If the Asian carp reach the Great Lakes, it’s all over.

Two years ago, the US Army Corps of Engineers approved a $778 million request to fund the battle against this bugle-mouthed menace, and now they’ve set aside another $226 million


The Asian carp is a voracious monster of a freshwater fish. Up to four feet long from teeth to tail, it can weigh eighty pounds and live almost four decades. Its ability to survive is legendary; it could thrive in a pool of diesel fuel. It can tolerate high salinity, low temperatures, low oxygen, leap six feet into the air and eat virtually anything it can fit in its greedy mouth.


It doesn’t kill other fish directly, but, like a coward, through starvation and attrition. Once it reaches a body of water, it simply gulps down the food supply and reproduces, happily allowing native aquatic populations to waste away.
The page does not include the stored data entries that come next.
impl PersistenceGateway for SqliteGateway {
    fn create_match(
        &mut self,
        total_overs: u32,
        name: Option<&str>,
    ) -> Result<MatchId, PersistenceError> {
        let match_id = Uuid::new_v4().to_string();
        let now = timestamp();
        let name = name.map(str::trim).filter(|n| !n.is_empty());

        let tx = self.conn.transaction().map_err(db("begin create match"))?;
        tx.execute(
            "INSERT INTO matches (id, match_name, total_overs, created_at, updated_at)
             VALUES (?1, ?2, ?3, ?4, ?4)",
            params![match_id, name, total_overs, now],
        )
        .map_err(db("insert match"))?;
        tx.execute(
            "INSERT INTO overs (match_id, innings, over_number) VALUES (?1, 1, 0)",
            params![match_id],
        )
        .map_err(db("insert first over"))?;
        tx.commit().map_err(db("commit create match"))?;

        info!(match_id = %match_id, total_overs, "match created");
        Ok(match_id)
    }

    fn load_match(&self, match_id: &str) -> Result<MatchSnapshot, PersistenceError> {
        let row = self
            .conn
            .query_row(
                r#"
                SELECT
                    id, match_name, total_overs, current_innings,
                    innings1_total_runs, innings1_wickets, innings1_current_over,
                    innings1_current_ball, innings1_is_complete,
                    innings2_total_runs, innings2_wickets, innings2_current_over,
                    innings2_current_ball, innings2_is_complete,
                    is_match_complete, revision, created_at
                FROM matches
                WHERE id = ?1
                "#,
                params![match_id],
                |row| {
                    Ok(MatchRow {
                        id: row.get(0)?,
                        name: row.get(1)?,
                        total_overs: row.get(2)?,
                        current_innings: row.get(3)?,
                        innings: [
                            InningsRow {
                                total_runs: row.get(4)?,
                                wickets: row.get(5)?,
                                current_over: row.get(6)?,
                                current_ball: row.get(7)?,
                                is_complete: row.get(8)?,
                            },
                            InningsRow {
                                total_runs: row.get(9)?,
                                wickets: row.get(10)?,
                                current_over: row.get(11)?,
                                current_ball: row.get(12)?,
                                is_complete: row.get(13)?,
                            },
                        ],
                        is_match_complete: row.get(14)?,
                        revision: row.get(15)?,
                        created_at: row.get(16)?,
                    })
                },
            )
            .optional()
            .map_err(db("load match"))?
            .ok_or_else(|| not_found(match_id))?;

        let overs = load_over_rows(&self.conn, match_id)?;
        let deliveries = load_delivery_rows(&self.conn, match_id)?;
        let snapshot = convert_match(row, &overs, &deliveries)?;
        debug!(match_id, revision = snapshot.revision, "match loaded");
        Ok(snapshot)
    }

    fn list_matches(&self) -> Result<Vec<MatchListing>, PersistenceError> {
        let mut stmt = self
            .conn
            .prepare(
                r#"
                SELECT
                    id, match_name, total_overs, current_innings,
                    innings1_total_runs, innings1_wickets,
                    innings2_total_runs, innings2_wickets,
                    is_match_complete, created_at
                FROM matches
                ORDER BY created_at DESC, rowid DESC
                "#,
            )
            .map_err(db("prepare list matches"))?;
        let rows = stmt
            .query_map([], |row| {
                Ok((
                    row.get::<_, String>(0)?,
                    row.get::<_, Option<String>>(1)?,
                    row.get::<_, i64>(2)?,
                    row.get::<_, i64>(3)?,
                    [
                        row.get::<_, i64>(4)?,
                        row.get::<_, i64>(5)?,
                        row.get::<_, i64>(6)?,
                        row.get::<_, i64>(7)?,
                    ],
                    row.get::<_, i64>(8)?,
                    row.get::<_, String>(9)?,
                ))
            })
            .map_err(db("query list matches"))?;

        let mut out = Vec::new();
        for row in rows {
            let (match_id, name, total_overs, current_innings, scores, complete, created_at) =
                row.map_err(db("decode match listing"))?;
            out.push(MatchListing {
                match_id,
                name,
                total_overs: to_u32(total_overs, "total overs")?,
                current_innings: to_innings(current_innings)?,
                innings1_runs: to_u32(scores[0], "innings 1 runs")?,
                innings1_wickets: to_u32(scores[1], "innings 1 wickets")?,
                innings2_runs: to_u32(scores[2], "innings 2 runs")?,
                innings2_wickets: to_u32(scores[3], "innings 2 wickets")?,
                is_match_complete: to_flag(complete, "match complete flag")?,
                created_at,
            });
        }
        Ok(out)
    }

    fn delete_match(&mut self, match_id: &str) -> Result<(), PersistenceError> {
        let tx = self.conn.transaction().map_err(db("begin delete match"))?;
        tx.execute("DELETE FROM deliveries WHERE match_id = ?1", params![match_id])
            .map_err(db("delete deliveries"))?;
        tx.execute("DELETE FROM overs WHERE match_id = ?1", params![match_id])
            .map_err(db("delete overs"))?;
        let removed = tx
            .execute("DELETE FROM matches WHERE id = ?1", params![match_id])
            .map_err(db("delete match"))?;
        if removed == 0 {
            return Err(not_found(match_id));
        }
        tx.commit().map_err(db("commit delete match"))?;
        info!(match_id, "match deleted");
        Ok(())
    }

    fn revision(&self, match_id: &str) -> Result<u64, PersistenceError> {
        let revision = self
            .conn
            .query_row(
                "SELECT revision FROM matches WHERE id = ?1",
                params![match_id],
                |row| row.get::<_, i64>(0),
            )
            .optional()
            .map_err(db("read revision"))?
            .ok_or_else(|| not_found(match_id))?;
        to_u64(revision, "revision")
    }

    fn apply_writes(
        &mut self,
        match_id: &str,
        expected_revision: Option<u64>,
        ops: &[WriteOp],
    ) -> Result<u64, PersistenceError> {
        let now = timestamp();
        let expected = expected_revision
            .map(|rev| {
                i64::try_from(rev).map_err(|_| {
                    PersistenceError::malformed("revision", format!("{rev} too large"))
                })
            })
            .transpose()?;
        let tx = self.conn.transaction().map_err(db("begin write batch"))?;

        // Check and bump in one statement.
        let bumped = tx
            .execute(
                "UPDATE matches SET revision = revision + 1, updated_at = ?2
                 WHERE id = ?1 AND (?3 IS NULL OR revision = ?3)",
                params![match_id, now, expected],
            )
            .map_err(db("bump revision"))?;
        if bumped == 0 {
            let found = tx
                .query_row(
                    "SELECT revision FROM matches WHERE id = ?1",
                    params![match_id],
                    |row| row.get::<_, i64>(0),
                )
                .optional()
                .map_err(db("read revision"))?;
            return Err(match (found, expected_revision) {
                (Some(found), Some(expected)) => PersistenceError::Conflict {
                    match_id: match_id.to_string(),
                    expected,
                    found: to_u64(found, "revision")?,
                },
                _ => not_found(match_id),
            });
        }
        for op in ops {
            apply_op(&tx, match_id, op, &now)?;
        }
        let revision: i64 = tx
            .query_row(
                "SELECT revision FROM matches WHERE id = ?1",
                params![match_id],
                |row| row.get(0),
            )
            .map_err(db("read revision"))?;
        tx.commit().map_err(db("commit write batch"))?;

        debug!(match_id, ops = ops.len(), revision, "write batch committed");
        to_u64(revision, "revision")
    }
}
The entire ecosystem of the Illinois River and Des Plaines River has suffered under the siege of the Asian carp, and now this fish is poised to invade the Great Lakes.

Time is running out. According to the US Army, the reconnaissance arm of the Asian carp population is less than 50 miles from Lake Michigan, and inching closer every day.

Luckily, the Army has access to a strategic bottleneck at the Brandon Road Lock and Dam on the Des Plaines River, just southwest of Joilet, Illinois. With funds from Congress, the latest in area-denial technology will descend on the approaching fish:

—A mighty air-bubble curtain, codenamed [REDACTED], which confuses fish with fizziness.

—Installed underwater speakers designed to blast curious Asian carp with uncomfortably loud noises.

—The addition of even more powerful and numerous electric barriers, which deliver a nasty shock.

—[REDACTED] water cannons above the electric barriers, which deliver a steady jet of water strong enough to knock back an 80 pound carp mid-leap.

The Asian carp is real. The threat to the Great Lakes is real. The choke-point at the Brandon Road Lock and Dam is real, but carefully codenamed The Brandon Road Lock and Dam Project to disguise its purpose and location.

The US Army Corps of Engineers has done all it can, and patiently awaits the debate and decision of the US Congress. The Great Lakes stand among the greatest of US resources, in utility, commerce, and culture. With this as risk, it is no longer time for half-measures in combatting the menacing plague of the Asian carp.

Anti-Asian carp advocate Senator Debbie Stabenow (D—Lansing) believes this report and recommendation is the solution needed to protect American ecosystems not just now, but for generations to come, by crushing the Asian carp into oblivion.

“Most importantly,” said the senator, “this report gives Congress what it needs to authorize funding for the project and finally advance a much-needed, long-term solution.”